The building, itself, was a result of the grand urban renewal project known as the risanamento undertaken after a disastrous cholera epidemic in 1884. The Grand Hotel Londres opened in 1899 and was designed by Giovan Battista Comencini for the Società Veneta, a northern firm at the time the largest Italian builders of railways and public works. (The firm was responsible for the entire rebuilding of the main square, Piazza Municipio, as part of the overall risanamento.) Comencini's other architectural and engineering activities in Naples at about the same time include his design for the Grand Hotel Santa Lucia (1906) on the sea- front across from the Castel dell'Ovo and his participation in the new construction at Mergellina, including the Laziale tunnel that still connects that area to Fuorigrotta, beyond the Posillipo hill.

The design of the facade of the Grand Hotel Londres reflects the general European architectural tendencies at the turn of that century towards the style known in English by the French term, Art Nouveau. (As a point of interesting confusion--and certainly more than you want to know-- in Italian that style is called by the English term "Liberty," after an English gentleman with the fascinating name of Sir Arthur Lasenby Liberty, whose shop in London specialized in Art Nouveau objects. In Germany, it was called Jugendstil, though in Austria, where they, too, speak German, it was called the "Secessionist" style because...well, as I said, you don't want to know.)
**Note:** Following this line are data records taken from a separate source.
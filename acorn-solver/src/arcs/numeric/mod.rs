//! Numeric arcs. Each arc maintains `f(operands) op target` for one
//! arithmetic shape `f` and one [`ArcOperator`], tightening bounds in every
//! direction the operator pins down. Saturating interval arithmetic keeps the
//! endpoint algebra total; outward rounding keeps quotients sound.

mod abs;
mod binary_relation;
mod diff;
mod linear;
mod power;
mod product;
mod quotient;
mod sum;
mod trig;

pub use abs::AbsArc;
pub use abs::NegArc;
pub use binary_relation::BinaryRelationArc;
pub use diff::DiffArc;
pub use linear::LinearArc;
pub use power::PowerArc;
pub use product::ProductArc;
pub use quotient::QuotientArc;
pub use sum::SumArc;
pub use trig::TrigArc;
pub use trig::TrigFunction;
pub(crate) use trig::trig_image;

use super::ArcOperator;
use super::PropagationContext;
use super::ReadDomains;
use super::Watch;
use crate::basic_types::PropagationFailure;
use crate::basic_types::PropagationStatus;
use crate::domains::DomainEvents;
use crate::domains::DomainValue;
use crate::nodes::NodeId;

/// An operand of a numeric arc: either a scalar node or a constant folded in
/// at compile time.
#[derive(Clone, Copy, Debug)]
pub enum NumOperand<T> {
    Node(NodeId),
    Const(T),
}

impl<T: DomainValue> NumOperand<T> {
    pub(crate) fn min<D: ReadDomains<T> + ?Sized>(&self, domains: &D) -> T {
        match *self {
            NumOperand::Node(node) => domains.min(node),
            NumOperand::Const(value) => value,
        }
    }

    pub(crate) fn max<D: ReadDomains<T> + ?Sized>(&self, domains: &D) -> T {
        match *self {
            NumOperand::Node(node) => domains.max(node),
            NumOperand::Const(value) => value,
        }
    }

    pub(crate) fn is_bound<D: ReadDomains<T> + ?Sized>(&self, domains: &D) -> bool {
        match *self {
            NumOperand::Node(node) => domains.is_bound(node),
            NumOperand::Const(_) => true,
        }
    }

    pub(crate) fn contains<D: ReadDomains<T> + ?Sized>(&self, domains: &D, value: T) -> bool {
        match *self {
            NumOperand::Node(node) => domains.contains(node, value),
            NumOperand::Const(constant) => constant.eq_within(value, domains.tolerance()),
        }
    }

    pub(crate) fn enumerated_values<D: ReadDomains<T> + ?Sized>(
        &self,
        domains: &D,
    ) -> Option<Vec<T>> {
        match *self {
            NumOperand::Node(node) => domains.enumerated_values(node),
            NumOperand::Const(value) => Some(vec![value]),
        }
    }

    /// Raises the operand's lower bound. A constant below `value` is a
    /// conflict reported against `arc`.
    pub(crate) fn set_min(
        &self,
        context: &mut PropagationContext<'_, T>,
        value: T,
        arc: &str,
    ) -> PropagationStatus {
        match *self {
            NumOperand::Node(node) => context.set_min(node, value),
            NumOperand::Const(constant) => {
                if value.leq_within(constant, context.tolerance()) {
                    Ok(())
                } else {
                    Err(PropagationFailure::for_variable(arc))
                }
            }
        }
    }

    /// Lowers the operand's upper bound.
    pub(crate) fn set_max(
        &self,
        context: &mut PropagationContext<'_, T>,
        value: T,
        arc: &str,
    ) -> PropagationStatus {
        match *self {
            NumOperand::Node(node) => context.set_max(node, value),
            NumOperand::Const(constant) => {
                if constant.leq_within(value, context.tolerance()) {
                    Ok(())
                } else {
                    Err(PropagationFailure::for_variable(arc))
                }
            }
        }
    }

    pub(crate) fn remove_value(
        &self,
        context: &mut PropagationContext<'_, T>,
        value: T,
        arc: &str,
    ) -> PropagationStatus {
        match *self {
            NumOperand::Node(node) => context.remove_value(node, value),
            NumOperand::Const(constant) => {
                if constant.eq_within(value, context.tolerance()) {
                    Err(PropagationFailure::for_variable(arc))
                } else {
                    Ok(())
                }
            }
        }
    }

    pub(crate) fn watch(&self, events: DomainEvents) -> Option<Watch> {
        match *self {
            NumOperand::Node(node) => Some(Watch::Scalar(node, events)),
            NumOperand::Const(_) => None,
        }
    }
}

/// The bounds entailed for the left side of `left op right` by the right
/// side's current range. `None` means the operator leaves that side open.
#[derive(Clone, Copy, Debug)]
pub(crate) struct EntailedRange<T> {
    pub(crate) lower: Option<T>,
    pub(crate) upper: Option<T>,
}

pub(crate) fn entailed_range<T: DomainValue>(
    op: ArcOperator,
    right_min: T,
    right_max: T,
    tolerance: T,
) -> EntailedRange<T> {
    let (lower, upper) = match op {
        ArcOperator::Eq => (Some(right_min), Some(right_max)),
        ArcOperator::Lt => (None, Some(right_max.pred(tolerance))),
        ArcOperator::Leq => (None, Some(right_max)),
        ArcOperator::Gt => (Some(right_min.succ(tolerance)), None),
        ArcOperator::Geq => (Some(right_min), None),
        ArcOperator::Neq => (None, None),
    };
    EntailedRange { lower, upper }
}

/// Tightens `target` so that `lo..=hi op target` can still hold, where
/// `(lo, hi)` is the computed range of the arc's expression. For `Neq` the
/// only inference is removing a pinned expression value from the target.
pub(crate) fn tighten_target<T: DomainValue>(
    context: &mut PropagationContext<'_, T>,
    target: NumOperand<T>,
    op: ArcOperator,
    lo: T,
    hi: T,
    arc: &str,
) -> PropagationStatus {
    if op == ArcOperator::Neq {
        if lo.eq_within(hi, context.tolerance()) {
            target.remove_value(context, lo, arc)?;
        }
        return Ok(());
    }
    let range = entailed_range(op.flip(), lo, hi, context.tolerance());
    if let Some(lower) = range.lower {
        target.set_min(context, lower, arc)?;
    }
    if let Some(upper) = range.upper {
        target.set_max(context, upper, arc)?;
    }
    Ok(())
}

#[cfg(test)]
mod tests {
    use super::*;

    #[test]
    fn entailed_range_matches_the_operator() {
        // left < right with right in [3, 7] entails left <= 6.
        let range = entailed_range(ArcOperator::Lt, 3, 7, 0);
        assert_eq!(range.lower, None);
        assert_eq!(range.upper, Some(6));

        // left > right entails left >= 4.
        let range = entailed_range(ArcOperator::Gt, 3, 7, 0);
        assert_eq!(range.lower, Some(4));
        assert_eq!(range.upper, None);

        let range = entailed_range(ArcOperator::Eq, 3, 7, 0);
        assert_eq!(range.lower, Some(3));
        assert_eq!(range.upper, Some(7));
    }
}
For most of its existence, the Grand Hotel Londress was, in fact, a pretty classy hotel, though it was dangerously close to the port of Naples and the bombings of WWII. (It housed Allied personnel after the war.) Later, it fell on hard times financially and was closed. I remember seeing many years ago entire families of homeless squatters on the premises. They had simply taken over the hotel and hung there "We Shall Not Be Moved" banners from the balconies. As a matter of fact, it is very difficult in Italy, legally, to move squatters from abandoned or otherwise unoccupied buildings. Eventually, they moved or were moved, but I don't remember the circumstances.